◆ Excerpted records
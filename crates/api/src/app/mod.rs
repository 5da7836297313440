//! HTTP API application wiring (Axum router + service state).
//!
//! - `routes/`: HTTP handlers (one file per area)
//! - `dto.rs`: request/response DTOs and boundary validation
//! - `errors.rs`: consistent error responses

use std::sync::Arc;

use axum::{Extension, Router, extract::DefaultBodyLimit, routing::get};
use tower::ServiceBuilder;

use inferq_infra::InferenceService;

pub mod dto;
pub mod errors;
pub mod routes;

/// Largest accepted upload.
pub const MAX_UPLOAD_BYTES: usize = 32 * 1024 * 1024;

/// Build the full HTTP router (public entrypoint used by `main.rs`).
///
/// The caller owns the worker lifecycle; this only wires handlers to `service`.
pub fn build_app(service: Arc<InferenceService>) -> Router {
    Router::new()
        .route("/", get(routes::system::root))
        .route("/health", get(routes::system::health))
        .nest("/api/v1", routes::router())
        .layer(
            ServiceBuilder::new()
                .layer(Extension(service))
                .layer(DefaultBodyLimit::max(MAX_UPLOAD_BYTES)),
        )
}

◆ Problem statement
The material above must be returned in full, exactly as written.

◆ Response box
filename crates/api/src/app/mod.rs
repository 5da7836297313440
//! HTTP API application wiring (Axum router + service state).
//!
//! - `routes/`: HTTP handlers (one file per area)
//! - `dto.rs`: request/response DTOs and boundary validation
//! - `errors.rs`: consistent error responses

use std::sync::Arc;

use axum::{Extension, Router, extract::DefaultBodyLimit, routing::get};
use tower::ServiceBuilder;

use inferq_infra::InferenceService;

pub mod dto;
pub mod errors;
pub mod routes;

/// Largest accepted upload.
pub const MAX_UPLOAD_BYTES: usize = 32 * 1024 * 1024;

/// Build the full HTTP router (public entrypoint used by `main.rs`).
///
/// The caller owns the worker lifecycle; this only wires handlers to `service`.
pub fn build_app(service: Arc<InferenceService>) -> Router {
    Router::new()
        .route("/", get(routes::system::root))
        .route("/health", get(routes::system::health))
        .nest("/api/v1", routes::router())
        .layer(
            ServiceBuilder::new()
                .layer(Extension(service))
                .layer(DefaultBodyLimit::max(MAX_UPLOAD_BYTES)),
        )
}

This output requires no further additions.